▶ Problem: Work through the data below and state how many lines contain "verbose", giving that number alone.

[Dataset entries]
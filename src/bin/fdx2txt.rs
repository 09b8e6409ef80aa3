//! fdx2txt 读取 Final Draft 的 FDX 文件，输出 Fountain 纯文本。

use std::fs;
use std::path::PathBuf;
use std::process;

use anyhow::{Context, Result};
use clap::Parser;
use log::debug;

use fdx_fountain::cli::{display_name, init_logger, read_input, write_output};
use fdx_fountain::{decode, render_with, Conf, LICENSE_TEXT};

#[derive(Parser, Debug)]
#[command(name = "fdx2txt")]
#[command(version)]
#[command(about = "把 FDX 剧本转换为 Fountain 纯文本")]
#[command(long_about = "fdx2txt 读取 FDX 文件并输出 Fountain 纯文本。

示例:
  fdx2txt -i screenplay.fdx -o screenplay.fountain
  cat screenplay.fdx | fdx2txt > screenplay.fountain")]
struct Options {
    /// 输入文件，缺省读取标准输入
    #[arg(short, long, value_name = "FILE")]
    input: Option<PathBuf>,

    /// 输出文件，缺省写到标准输出
    #[arg(short, long, value_name = "FILE")]
    output: Option<PathBuf>,

    /// 输出末尾追加换行
    #[arg(long)]
    newline: bool,

    /// 输出 JSON 形式的文档模型
    #[arg(long)]
    json: bool,

    /// 不输出错误信息
    #[arg(short, long)]
    quiet: bool,

    /// 输出调试日志
    #[arg(short, long)]
    verbose: bool,

    /// JSON 配置文件
    #[arg(short, long, value_name = "FILE")]
    config: Option<PathBuf>,

    /// 不输出标题页
    #[arg(long)]
    no_title_page: bool,

    /// 显示许可证
    #[arg(long)]
    license: bool,
}

fn main() {
    let options = Options::parse();
    init_logger(options.verbose, options.quiet);

    if let Err(err) = run(&options) {
        if !options.quiet {
            eprintln!("{:#}", err);
        }
        process::exit(1);
    }
}

fn run(options: &Options) -> Result<()> {
    if options.license {
        println!("{}", LICENSE_TEXT);
        return Ok(());
    }

    let conf = load_conf(options)?;
    let src = read_input(options.input.as_deref())?;
    let screenplay = decode(&src).with_context(|| format!("无法解析 {}", display_name(options.input.as_deref())))?;

    let mut text = if options.json {
        screenplay.to_json().context("无法生成 JSON")?
    } else {
        render_with(&screenplay, &conf)
    };
    if options.json && conf.trailing_newline {
        text.push('\n');
    }

    debug!("输出 {} 字节", text.len());
    write_output(options.output.as_deref(), text.as_bytes())
}

// 读取配置文件，命令行参数覆盖文件中的设置
fn load_conf(options: &Options) -> Result<Conf> {
    let mut conf = match &options.config {
        Some(path) => {
            let src = fs::read_to_string(path)
                .with_context(|| format!("无法读取配置文件 {}", path.display()))?;
            Conf::from_json(&src).with_context(|| format!("配置文件格式错误 {}", path.display()))?
        }
        None => Conf::default(),
    };
    if options.no_title_page {
        conf.print_title_page = false;
    }
    if options.newline {
        conf.trailing_newline = true;
    }
    Ok(conf)
}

▶ Final answer: 2